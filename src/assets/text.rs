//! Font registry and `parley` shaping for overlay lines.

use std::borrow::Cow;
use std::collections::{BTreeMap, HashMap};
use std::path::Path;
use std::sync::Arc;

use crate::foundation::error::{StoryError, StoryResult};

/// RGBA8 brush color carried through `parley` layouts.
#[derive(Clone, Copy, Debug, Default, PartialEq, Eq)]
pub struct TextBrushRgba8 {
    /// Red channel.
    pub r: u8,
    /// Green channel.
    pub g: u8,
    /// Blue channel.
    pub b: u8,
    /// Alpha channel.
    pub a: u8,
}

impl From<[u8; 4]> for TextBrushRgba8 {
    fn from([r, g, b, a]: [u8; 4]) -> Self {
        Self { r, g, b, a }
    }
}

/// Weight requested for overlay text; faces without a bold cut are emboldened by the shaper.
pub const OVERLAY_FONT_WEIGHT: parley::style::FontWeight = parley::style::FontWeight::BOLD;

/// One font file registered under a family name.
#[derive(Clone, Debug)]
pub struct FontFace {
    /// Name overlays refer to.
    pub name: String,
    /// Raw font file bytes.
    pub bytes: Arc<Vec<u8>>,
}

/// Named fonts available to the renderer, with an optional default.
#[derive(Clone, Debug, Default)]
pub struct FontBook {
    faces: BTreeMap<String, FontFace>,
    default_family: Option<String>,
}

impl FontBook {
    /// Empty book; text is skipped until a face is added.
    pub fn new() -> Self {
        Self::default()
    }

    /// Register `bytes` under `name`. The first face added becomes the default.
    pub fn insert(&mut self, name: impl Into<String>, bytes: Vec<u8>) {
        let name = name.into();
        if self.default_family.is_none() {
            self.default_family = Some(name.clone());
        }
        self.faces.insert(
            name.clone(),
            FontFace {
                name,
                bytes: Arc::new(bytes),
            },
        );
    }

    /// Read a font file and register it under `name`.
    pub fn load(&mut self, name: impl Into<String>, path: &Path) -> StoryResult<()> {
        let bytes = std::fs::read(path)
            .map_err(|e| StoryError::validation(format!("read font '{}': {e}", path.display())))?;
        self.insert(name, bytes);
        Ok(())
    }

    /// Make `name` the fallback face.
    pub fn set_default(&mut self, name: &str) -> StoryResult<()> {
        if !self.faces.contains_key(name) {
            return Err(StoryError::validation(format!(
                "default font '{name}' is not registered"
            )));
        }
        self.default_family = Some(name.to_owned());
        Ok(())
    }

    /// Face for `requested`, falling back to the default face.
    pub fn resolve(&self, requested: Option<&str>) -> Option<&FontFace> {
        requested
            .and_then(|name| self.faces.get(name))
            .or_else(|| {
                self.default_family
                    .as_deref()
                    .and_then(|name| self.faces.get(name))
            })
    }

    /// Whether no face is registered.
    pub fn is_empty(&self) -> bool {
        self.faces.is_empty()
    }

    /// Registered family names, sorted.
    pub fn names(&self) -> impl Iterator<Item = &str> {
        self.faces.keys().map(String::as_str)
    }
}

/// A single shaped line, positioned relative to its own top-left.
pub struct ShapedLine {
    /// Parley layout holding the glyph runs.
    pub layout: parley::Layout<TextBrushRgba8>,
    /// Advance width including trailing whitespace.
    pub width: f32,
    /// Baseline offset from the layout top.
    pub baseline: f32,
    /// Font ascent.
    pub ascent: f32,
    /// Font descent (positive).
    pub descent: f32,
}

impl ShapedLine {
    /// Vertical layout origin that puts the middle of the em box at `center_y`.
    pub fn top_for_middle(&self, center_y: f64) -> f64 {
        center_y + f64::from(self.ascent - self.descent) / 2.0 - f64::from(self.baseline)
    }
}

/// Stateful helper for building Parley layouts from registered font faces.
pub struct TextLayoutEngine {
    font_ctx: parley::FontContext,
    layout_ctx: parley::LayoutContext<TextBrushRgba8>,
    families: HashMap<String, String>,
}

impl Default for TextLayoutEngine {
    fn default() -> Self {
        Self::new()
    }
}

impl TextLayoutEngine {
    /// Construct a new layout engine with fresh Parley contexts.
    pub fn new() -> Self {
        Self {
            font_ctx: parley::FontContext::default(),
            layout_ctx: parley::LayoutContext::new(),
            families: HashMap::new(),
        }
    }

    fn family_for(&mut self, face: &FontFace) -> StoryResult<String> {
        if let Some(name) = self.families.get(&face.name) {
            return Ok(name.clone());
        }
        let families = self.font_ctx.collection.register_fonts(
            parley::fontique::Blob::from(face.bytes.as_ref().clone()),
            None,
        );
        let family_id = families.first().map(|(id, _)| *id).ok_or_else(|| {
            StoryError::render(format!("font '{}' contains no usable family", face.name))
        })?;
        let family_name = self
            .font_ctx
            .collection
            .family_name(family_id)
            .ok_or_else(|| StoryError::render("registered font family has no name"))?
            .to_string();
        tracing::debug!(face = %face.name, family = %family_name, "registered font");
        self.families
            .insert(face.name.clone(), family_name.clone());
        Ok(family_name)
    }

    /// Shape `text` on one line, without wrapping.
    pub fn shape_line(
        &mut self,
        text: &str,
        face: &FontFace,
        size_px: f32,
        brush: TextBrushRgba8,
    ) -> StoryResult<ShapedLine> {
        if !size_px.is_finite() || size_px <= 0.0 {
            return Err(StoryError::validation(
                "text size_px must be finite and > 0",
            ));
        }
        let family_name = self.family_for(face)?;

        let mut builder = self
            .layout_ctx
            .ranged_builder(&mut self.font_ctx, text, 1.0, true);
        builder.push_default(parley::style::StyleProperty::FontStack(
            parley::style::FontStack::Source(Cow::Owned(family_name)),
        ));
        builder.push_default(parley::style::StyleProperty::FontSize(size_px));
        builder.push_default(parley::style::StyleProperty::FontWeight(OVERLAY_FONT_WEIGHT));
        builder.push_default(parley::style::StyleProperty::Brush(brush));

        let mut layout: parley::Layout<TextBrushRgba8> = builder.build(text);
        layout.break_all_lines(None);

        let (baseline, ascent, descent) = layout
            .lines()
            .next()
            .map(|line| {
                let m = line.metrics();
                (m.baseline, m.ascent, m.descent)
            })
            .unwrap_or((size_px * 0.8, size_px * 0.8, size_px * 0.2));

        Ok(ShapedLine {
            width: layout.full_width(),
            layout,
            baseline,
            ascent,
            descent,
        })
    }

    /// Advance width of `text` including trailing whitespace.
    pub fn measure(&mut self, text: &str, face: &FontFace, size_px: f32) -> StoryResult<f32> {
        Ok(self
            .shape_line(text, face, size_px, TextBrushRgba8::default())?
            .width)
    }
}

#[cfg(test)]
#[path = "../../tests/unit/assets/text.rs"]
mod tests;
※
■ ASSIGNMENT:
Set down each line exactly as it appears, starting at the top of the data and ending at the line containing "RGBA8 brush color", and include no other lines.

■ SOLUTION TO THE EXERCISE:
filename src/assets/text.rs
//! Font registry and `parley` shaping for overlay lines.

use std::borrow::Cow;
use std::collections::{BTreeMap, HashMap};
use std::path::Path;
use std::sync::Arc;

use crate::foundation::error::{StoryError, StoryResult};

/// RGBA8 brush color carried through `parley` layouts.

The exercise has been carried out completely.